╭──
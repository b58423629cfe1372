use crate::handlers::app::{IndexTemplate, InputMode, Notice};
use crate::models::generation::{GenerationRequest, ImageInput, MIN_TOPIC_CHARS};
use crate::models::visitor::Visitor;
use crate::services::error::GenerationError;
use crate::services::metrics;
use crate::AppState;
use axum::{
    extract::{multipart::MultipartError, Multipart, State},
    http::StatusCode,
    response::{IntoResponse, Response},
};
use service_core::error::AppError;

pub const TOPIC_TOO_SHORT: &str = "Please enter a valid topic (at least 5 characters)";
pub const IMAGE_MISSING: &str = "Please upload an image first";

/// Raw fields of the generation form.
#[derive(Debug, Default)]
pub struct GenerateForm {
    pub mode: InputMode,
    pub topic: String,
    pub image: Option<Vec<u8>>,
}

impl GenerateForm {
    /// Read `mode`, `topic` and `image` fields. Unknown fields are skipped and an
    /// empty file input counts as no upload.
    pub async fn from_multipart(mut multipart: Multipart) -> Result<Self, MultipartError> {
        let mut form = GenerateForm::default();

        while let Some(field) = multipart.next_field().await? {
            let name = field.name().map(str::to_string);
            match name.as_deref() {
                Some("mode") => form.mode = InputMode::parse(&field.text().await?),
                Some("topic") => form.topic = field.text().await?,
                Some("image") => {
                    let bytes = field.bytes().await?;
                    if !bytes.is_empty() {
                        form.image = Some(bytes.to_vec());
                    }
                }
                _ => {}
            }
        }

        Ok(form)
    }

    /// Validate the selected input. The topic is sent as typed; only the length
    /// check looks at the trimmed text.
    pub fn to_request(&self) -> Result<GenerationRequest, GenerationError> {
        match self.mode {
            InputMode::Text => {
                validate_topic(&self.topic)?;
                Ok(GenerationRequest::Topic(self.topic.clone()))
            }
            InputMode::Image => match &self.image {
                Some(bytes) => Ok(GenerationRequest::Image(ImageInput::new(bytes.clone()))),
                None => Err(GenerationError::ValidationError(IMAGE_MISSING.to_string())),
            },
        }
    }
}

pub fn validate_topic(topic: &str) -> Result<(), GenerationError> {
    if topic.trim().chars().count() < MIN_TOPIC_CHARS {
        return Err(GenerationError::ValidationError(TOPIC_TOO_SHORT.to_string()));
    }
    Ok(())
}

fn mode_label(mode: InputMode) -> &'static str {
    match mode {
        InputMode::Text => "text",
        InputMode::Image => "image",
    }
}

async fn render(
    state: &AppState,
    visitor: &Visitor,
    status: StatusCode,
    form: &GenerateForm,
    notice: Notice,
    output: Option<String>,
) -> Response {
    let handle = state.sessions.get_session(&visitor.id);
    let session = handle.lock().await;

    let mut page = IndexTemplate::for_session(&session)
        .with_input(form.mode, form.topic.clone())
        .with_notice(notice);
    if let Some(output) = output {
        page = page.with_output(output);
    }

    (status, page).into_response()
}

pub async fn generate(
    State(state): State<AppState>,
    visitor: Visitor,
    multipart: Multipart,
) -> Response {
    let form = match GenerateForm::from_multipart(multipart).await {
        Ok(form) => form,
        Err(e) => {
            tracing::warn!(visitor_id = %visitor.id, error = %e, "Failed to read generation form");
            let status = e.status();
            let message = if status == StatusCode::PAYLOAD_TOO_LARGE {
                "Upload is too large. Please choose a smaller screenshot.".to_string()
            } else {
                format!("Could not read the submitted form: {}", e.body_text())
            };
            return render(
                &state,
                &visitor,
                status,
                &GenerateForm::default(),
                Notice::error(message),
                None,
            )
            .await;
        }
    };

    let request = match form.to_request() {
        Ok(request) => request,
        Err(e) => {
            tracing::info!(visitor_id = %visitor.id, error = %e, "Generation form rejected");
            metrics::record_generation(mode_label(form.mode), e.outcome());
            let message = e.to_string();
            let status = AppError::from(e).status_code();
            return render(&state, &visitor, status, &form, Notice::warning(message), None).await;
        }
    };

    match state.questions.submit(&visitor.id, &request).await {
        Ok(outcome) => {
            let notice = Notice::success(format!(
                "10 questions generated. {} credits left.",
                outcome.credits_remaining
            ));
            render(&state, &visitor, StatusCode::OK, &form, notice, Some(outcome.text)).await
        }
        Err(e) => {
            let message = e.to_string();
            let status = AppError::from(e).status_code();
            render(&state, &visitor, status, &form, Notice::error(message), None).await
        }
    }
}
╰──
╭──
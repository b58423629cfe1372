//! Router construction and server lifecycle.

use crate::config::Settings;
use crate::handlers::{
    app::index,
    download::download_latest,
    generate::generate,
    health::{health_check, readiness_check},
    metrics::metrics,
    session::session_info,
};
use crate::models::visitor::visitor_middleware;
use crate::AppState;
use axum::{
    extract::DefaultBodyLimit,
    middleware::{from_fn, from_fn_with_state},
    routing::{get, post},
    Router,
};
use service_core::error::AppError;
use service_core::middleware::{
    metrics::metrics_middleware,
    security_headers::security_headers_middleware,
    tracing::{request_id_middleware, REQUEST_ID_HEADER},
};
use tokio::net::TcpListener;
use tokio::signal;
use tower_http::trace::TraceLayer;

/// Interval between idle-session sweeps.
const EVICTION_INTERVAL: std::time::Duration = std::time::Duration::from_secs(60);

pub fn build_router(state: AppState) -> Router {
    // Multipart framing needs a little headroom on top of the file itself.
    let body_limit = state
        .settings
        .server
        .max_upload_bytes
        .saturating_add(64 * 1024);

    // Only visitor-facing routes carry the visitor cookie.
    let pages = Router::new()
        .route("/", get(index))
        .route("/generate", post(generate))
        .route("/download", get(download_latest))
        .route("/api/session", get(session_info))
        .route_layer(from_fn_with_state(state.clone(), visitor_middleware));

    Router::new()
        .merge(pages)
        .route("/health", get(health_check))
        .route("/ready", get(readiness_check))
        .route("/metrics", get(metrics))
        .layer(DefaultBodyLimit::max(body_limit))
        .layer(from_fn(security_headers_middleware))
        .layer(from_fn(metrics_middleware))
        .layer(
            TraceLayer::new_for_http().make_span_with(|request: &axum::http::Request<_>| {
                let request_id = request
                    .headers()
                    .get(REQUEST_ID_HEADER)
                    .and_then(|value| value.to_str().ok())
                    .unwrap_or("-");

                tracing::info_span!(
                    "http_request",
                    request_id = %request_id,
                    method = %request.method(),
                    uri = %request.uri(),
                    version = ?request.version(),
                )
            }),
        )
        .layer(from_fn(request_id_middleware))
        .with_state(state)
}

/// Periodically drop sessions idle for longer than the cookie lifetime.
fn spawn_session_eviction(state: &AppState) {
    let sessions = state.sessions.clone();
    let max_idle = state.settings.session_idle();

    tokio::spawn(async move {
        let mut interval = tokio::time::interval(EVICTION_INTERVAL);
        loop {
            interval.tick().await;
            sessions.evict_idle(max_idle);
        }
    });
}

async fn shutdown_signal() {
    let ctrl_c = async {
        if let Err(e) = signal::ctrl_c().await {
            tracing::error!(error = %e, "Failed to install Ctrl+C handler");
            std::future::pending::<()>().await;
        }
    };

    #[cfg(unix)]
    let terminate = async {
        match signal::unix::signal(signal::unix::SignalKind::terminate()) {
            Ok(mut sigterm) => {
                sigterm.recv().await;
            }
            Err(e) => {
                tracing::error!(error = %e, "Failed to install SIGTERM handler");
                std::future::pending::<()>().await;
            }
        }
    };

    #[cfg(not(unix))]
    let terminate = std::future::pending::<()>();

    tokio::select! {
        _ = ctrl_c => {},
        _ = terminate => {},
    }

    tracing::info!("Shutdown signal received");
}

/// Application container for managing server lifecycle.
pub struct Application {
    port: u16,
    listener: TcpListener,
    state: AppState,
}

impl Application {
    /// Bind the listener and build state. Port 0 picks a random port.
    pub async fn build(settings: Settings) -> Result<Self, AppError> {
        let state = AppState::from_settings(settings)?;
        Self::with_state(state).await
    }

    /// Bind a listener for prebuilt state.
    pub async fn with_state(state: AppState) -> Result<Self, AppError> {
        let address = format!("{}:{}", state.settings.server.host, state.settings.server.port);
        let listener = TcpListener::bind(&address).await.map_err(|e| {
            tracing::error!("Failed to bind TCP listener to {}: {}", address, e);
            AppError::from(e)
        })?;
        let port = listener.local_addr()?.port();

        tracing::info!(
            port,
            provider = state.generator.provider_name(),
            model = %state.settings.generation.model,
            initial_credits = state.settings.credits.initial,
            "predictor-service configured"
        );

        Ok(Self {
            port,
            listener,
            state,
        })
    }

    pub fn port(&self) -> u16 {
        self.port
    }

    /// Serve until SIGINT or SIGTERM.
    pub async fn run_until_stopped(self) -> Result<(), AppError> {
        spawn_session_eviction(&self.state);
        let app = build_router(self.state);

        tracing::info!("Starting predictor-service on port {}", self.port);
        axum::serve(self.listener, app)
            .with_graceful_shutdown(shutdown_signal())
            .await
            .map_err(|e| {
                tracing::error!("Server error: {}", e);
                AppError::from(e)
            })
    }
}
╰──
╭──
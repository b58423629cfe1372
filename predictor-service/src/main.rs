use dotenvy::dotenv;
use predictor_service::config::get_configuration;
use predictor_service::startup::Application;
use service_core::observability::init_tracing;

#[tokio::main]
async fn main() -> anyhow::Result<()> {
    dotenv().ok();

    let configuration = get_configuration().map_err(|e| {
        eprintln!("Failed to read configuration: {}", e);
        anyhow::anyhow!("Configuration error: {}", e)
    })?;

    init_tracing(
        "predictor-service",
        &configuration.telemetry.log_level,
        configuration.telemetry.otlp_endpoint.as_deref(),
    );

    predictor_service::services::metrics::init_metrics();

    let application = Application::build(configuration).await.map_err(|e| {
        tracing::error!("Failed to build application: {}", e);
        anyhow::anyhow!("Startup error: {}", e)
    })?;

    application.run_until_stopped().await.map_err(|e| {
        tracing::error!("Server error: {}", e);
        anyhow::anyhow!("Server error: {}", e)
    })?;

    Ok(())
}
╰──
:: Aim of the task ::
Which lines of the records above contain the word "unix"? Show each of them.

:: Task response ::
    #[cfg(unix)]
        match signal::unix::signal(signal::unix::SignalKind::terminate()) {
    #[cfg(not(unix))]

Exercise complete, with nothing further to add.